TASK STATEMENT: What you give back must match the data character for character.

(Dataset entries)
+ + + +
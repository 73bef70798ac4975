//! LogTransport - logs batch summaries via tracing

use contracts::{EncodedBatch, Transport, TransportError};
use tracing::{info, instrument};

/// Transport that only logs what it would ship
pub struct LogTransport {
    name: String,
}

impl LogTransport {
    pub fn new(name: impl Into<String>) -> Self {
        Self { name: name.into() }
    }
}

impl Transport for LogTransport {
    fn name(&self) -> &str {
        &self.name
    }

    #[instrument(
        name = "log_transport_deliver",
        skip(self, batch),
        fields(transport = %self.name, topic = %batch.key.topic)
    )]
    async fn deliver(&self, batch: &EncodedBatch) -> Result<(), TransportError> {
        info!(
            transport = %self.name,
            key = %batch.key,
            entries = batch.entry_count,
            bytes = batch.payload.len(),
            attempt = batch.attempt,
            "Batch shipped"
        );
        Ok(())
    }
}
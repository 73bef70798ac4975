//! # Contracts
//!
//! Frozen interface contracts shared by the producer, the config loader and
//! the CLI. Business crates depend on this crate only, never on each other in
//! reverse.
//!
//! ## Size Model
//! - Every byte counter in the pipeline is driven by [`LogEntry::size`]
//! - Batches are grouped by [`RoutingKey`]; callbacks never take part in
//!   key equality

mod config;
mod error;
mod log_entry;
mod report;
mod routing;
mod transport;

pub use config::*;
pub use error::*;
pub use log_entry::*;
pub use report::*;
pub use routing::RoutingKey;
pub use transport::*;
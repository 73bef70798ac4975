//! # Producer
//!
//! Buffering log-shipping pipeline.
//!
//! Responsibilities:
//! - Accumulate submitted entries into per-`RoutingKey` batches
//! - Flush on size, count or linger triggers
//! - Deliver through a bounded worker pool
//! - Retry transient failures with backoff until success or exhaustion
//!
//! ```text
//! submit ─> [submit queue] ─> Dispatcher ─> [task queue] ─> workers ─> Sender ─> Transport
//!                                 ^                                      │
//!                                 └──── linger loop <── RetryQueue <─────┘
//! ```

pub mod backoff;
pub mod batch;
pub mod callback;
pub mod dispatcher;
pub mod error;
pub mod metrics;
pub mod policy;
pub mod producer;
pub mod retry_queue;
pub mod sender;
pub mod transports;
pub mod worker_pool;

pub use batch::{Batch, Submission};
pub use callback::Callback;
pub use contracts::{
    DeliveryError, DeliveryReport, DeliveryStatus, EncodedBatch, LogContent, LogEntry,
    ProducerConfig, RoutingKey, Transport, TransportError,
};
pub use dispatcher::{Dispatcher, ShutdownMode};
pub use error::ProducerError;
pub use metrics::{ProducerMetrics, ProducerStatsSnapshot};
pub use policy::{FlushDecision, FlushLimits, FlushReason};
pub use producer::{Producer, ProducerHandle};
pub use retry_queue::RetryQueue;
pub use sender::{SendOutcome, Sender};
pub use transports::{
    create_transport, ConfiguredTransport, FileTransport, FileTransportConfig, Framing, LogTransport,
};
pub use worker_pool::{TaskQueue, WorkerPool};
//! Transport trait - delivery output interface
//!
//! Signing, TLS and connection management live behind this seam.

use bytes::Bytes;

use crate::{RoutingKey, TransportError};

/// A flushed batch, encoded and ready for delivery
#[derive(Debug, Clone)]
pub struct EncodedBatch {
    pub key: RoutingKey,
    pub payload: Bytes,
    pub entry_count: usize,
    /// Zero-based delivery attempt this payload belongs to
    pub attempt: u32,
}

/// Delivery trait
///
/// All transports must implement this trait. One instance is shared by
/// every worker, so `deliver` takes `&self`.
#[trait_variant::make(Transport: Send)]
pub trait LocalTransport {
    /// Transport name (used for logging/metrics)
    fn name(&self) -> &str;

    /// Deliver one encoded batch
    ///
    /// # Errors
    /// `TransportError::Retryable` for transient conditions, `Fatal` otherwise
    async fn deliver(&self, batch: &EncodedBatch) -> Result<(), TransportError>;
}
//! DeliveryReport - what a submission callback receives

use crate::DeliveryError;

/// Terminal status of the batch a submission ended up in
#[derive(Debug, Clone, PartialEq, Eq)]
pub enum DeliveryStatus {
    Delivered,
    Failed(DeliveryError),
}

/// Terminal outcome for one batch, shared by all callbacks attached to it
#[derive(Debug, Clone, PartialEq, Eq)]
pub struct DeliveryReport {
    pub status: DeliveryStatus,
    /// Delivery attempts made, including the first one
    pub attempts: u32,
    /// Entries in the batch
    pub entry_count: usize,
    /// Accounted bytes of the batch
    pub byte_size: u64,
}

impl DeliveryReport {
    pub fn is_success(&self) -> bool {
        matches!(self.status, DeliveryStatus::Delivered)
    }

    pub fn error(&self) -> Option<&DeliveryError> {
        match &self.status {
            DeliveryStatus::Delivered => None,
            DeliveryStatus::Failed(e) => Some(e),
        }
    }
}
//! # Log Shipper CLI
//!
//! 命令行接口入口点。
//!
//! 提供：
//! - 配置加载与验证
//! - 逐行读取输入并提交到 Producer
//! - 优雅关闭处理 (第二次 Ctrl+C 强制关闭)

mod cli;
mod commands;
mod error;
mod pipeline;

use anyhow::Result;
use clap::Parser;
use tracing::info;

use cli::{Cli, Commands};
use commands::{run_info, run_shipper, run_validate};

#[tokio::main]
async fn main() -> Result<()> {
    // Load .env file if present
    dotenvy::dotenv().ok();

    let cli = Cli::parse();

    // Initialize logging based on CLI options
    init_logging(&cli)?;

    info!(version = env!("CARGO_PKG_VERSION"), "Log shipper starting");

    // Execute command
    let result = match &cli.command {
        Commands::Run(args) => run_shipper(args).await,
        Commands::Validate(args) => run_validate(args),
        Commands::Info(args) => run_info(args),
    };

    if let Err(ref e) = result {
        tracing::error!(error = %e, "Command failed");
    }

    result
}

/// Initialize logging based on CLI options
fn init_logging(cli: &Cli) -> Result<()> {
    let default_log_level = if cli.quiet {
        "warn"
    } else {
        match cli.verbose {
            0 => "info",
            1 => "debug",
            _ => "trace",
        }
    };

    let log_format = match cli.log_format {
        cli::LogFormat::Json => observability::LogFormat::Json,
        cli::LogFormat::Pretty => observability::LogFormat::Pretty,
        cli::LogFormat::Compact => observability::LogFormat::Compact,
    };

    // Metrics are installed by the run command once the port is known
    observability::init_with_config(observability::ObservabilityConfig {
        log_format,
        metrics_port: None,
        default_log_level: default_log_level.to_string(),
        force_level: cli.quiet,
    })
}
+ + + +
EXPECTED ANSWER:
repository 73bef70798ac4975
//! LogTransport - logs batch summaries via tracing

use contracts::{EncodedBatch, Transport, TransportError};
use tracing::{info, instrument};

/// Transport that only logs what it would ship
pub struct LogTransport {
    name: String,
}

impl LogTransport {
    pub fn new(name: impl Into<String>) -> Self {
        Self { name: name.into() }
    }
}

impl Transport for LogTransport {
    fn name(&self) -> &str {
        &self.name
    }

    #[instrument(
        name = "log_transport_deliver",
        skip(self, batch),
        fields(transport = %self.name, topic = %batch.key.topic)
    )]
    async fn deliver(&self, batch: &EncodedBatch) -> Result<(), TransportError> {
        info!(
            transport = %self.name,
            key = %batch.key,
            entries = batch.entry_count,
            bytes = batch.payload.len(),
            attempt = batch.attempt,
            "Batch shipped"
        );
        Ok(())
    }
}
repository 73bef70798ac4975
//! # Contracts
//!
//! Frozen interface contracts shared by the producer, the config loader and
//! the CLI. Business crates depend on this crate only, never on each other in
//! reverse.
//!
//! ## Size Model
//! - Every byte counter in the pipeline is driven by [`LogEntry::size`]
//! - Batches are grouped by [`RoutingKey`]; callbacks never take part in
//!   key equality

mod config;
mod error;
mod log_entry;
mod report;
mod routing;
mod transport;

pub use config::*;
pub use error::*;
pub use log_entry::*;
pub use report::*;
pub use routing::RoutingKey;
pub use transport::*;
repository 73bef70798ac4975
//! # Producer
//!
//! Buffering log-shipping pipeline.
//!
//! Responsibilities:
//! - Accumulate submitted entries into per-`RoutingKey` batches
//! - Flush on size, count or linger triggers
//! - Deliver through a bounded worker pool
//! - Retry transient failures with backoff until success or exhaustion
//!
//! ```text
//! submit ─> [submit queue] ─> Dispatcher ─> [task queue] ─> workers ─> Sender ─> Transport
//!                                 ^                                      │
//!                                 └──── linger loop <── RetryQueue <─────┘
//! ```

pub mod backoff;
pub mod batch;
pub mod callback;
pub mod dispatcher;
pub mod error;
pub mod metrics;
pub mod policy;
pub mod producer;
pub mod retry_queue;
pub mod sender;
pub mod transports;
pub mod worker_pool;

pub use batch::{Batch, Submission};
pub use callback::Callback;
pub use contracts::{
    DeliveryError, DeliveryReport, DeliveryStatus, EncodedBatch, LogContent, LogEntry,
    ProducerConfig, RoutingKey, Transport, TransportError,
};
pub use dispatcher::{Dispatcher, ShutdownMode};
pub use error::ProducerError;
pub use metrics::{ProducerMetrics, ProducerStatsSnapshot};
pub use policy::{FlushDecision, FlushLimits, FlushReason};
pub use producer::{Producer, ProducerHandle};
pub use retry_queue::RetryQueue;
pub use sender::{SendOutcome, Sender};
pub use transports::{
    create_transport, ConfiguredTransport, FileTransport, FileTransportConfig, Framing, LogTransport,
};
pub use worker_pool::{TaskQueue, WorkerPool};
//! Transport trait - delivery output interface
//!
//! Signing, TLS and connection management live behind this seam.

use bytes::Bytes;

use crate::{RoutingKey, TransportError};

/// A flushed batch, encoded and ready for delivery
#[derive(Debug, Clone)]
pub struct EncodedBatch {
    pub key: RoutingKey,
    pub payload: Bytes,
    pub entry_count: usize,
    /// Zero-based delivery attempt this payload belongs to
    pub attempt: u32,
}

/// Delivery trait
///
/// All transports must implement this trait. One instance is shared by
/// every worker, so `deliver` takes `&self`.
#[trait_variant::make(Transport: Send)]
pub trait LocalTransport {
    /// Transport name (used for logging/metrics)
    fn name(&self) -> &str;

    /// Deliver one encoded batch
    ///
    /// # Errors
    /// `TransportError::Retryable` for transient conditions, `Fatal` otherwise
    async fn deliver(&self, batch: &EncodedBatch) -> Result<(), TransportError>;
}
//! DeliveryReport - what a submission callback receives

use crate::DeliveryError;

/// Terminal status of the batch a submission ended up in
#[derive(Debug, Clone, PartialEq, Eq)]
pub enum DeliveryStatus {
    Delivered,
    Failed(DeliveryError),
}

/// Terminal outcome for one batch, shared by all callbacks attached to it
#[derive(Debug, Clone, PartialEq, Eq)]
pub struct DeliveryReport {
    pub status: DeliveryStatus,
    /// Delivery attempts made, including the first one
    pub attempts: u32,
    /// Entries in the batch
    pub entry_count: usize,
    /// Accounted bytes of the batch
    pub byte_size: u64,
}

impl DeliveryReport {
    pub fn is_success(&self) -> bool {
        matches!(self.status, DeliveryStatus::Delivered)
    }

    pub fn error(&self) -> Option<&DeliveryError> {
        match &self.status {
            DeliveryStatus::Delivered => None,
            DeliveryStatus::Failed(e) => Some(e),
        }
    }
}
//! # Log Shipper CLI
//!
//! 命令行接口入口点。
//!
//! 提供：
//! - 配置加载与验证
//! - 逐行读取输入并提交到 Producer
//! - 优雅关闭处理 (第二次 Ctrl+C 强制关闭)

mod cli;
mod commands;
mod error;
mod pipeline;

use anyhow::Result;
use clap::Parser;
use tracing::info;

use cli::{Cli, Commands};
use commands::{run_info, run_shipper, run_validate};

#[tokio::main]
async fn main() -> Result<()> {
    // Load .env file if present
    dotenvy::dotenv().ok();

    let cli = Cli::parse();

    // Initialize logging based on CLI options
    init_logging(&cli)?;

    info!(version = env!("CARGO_PKG_VERSION"), "Log shipper starting");

    // Execute command
    let result = match &cli.command {
        Commands::Run(args) => run_shipper(args).await,
        Commands::Validate(args) => run_validate(args),
        Commands::Info(args) => run_info(args),
    };

    if let Err(ref e) = result {
        tracing::error!(error = %e, "Command failed");
    }

    result
}

/// Initialize logging based on CLI options
fn init_logging(cli: &Cli) -> Result<()> {
    let default_log_level = if cli.quiet {
        "warn"
    } else {
        match cli.verbose {
            0 => "info",
            1 => "debug",
            _ => "trace",
        }
    };

    let log_format = match cli.log_format {
        cli::LogFormat::Json => observability::LogFormat::Json,
        cli::LogFormat::Pretty => observability::LogFormat::Pretty,
        cli::LogFormat::Compact => observability::LogFormat::Compact,
    };

    // Metrics are installed by the run command once the port is known
    observability::init_with_config(observability::ObservabilityConfig {
        log_format,
        metrics_port: None,
        default_log_level: default_log_level.to_string(),
        force_level: cli.quiet,
    })
}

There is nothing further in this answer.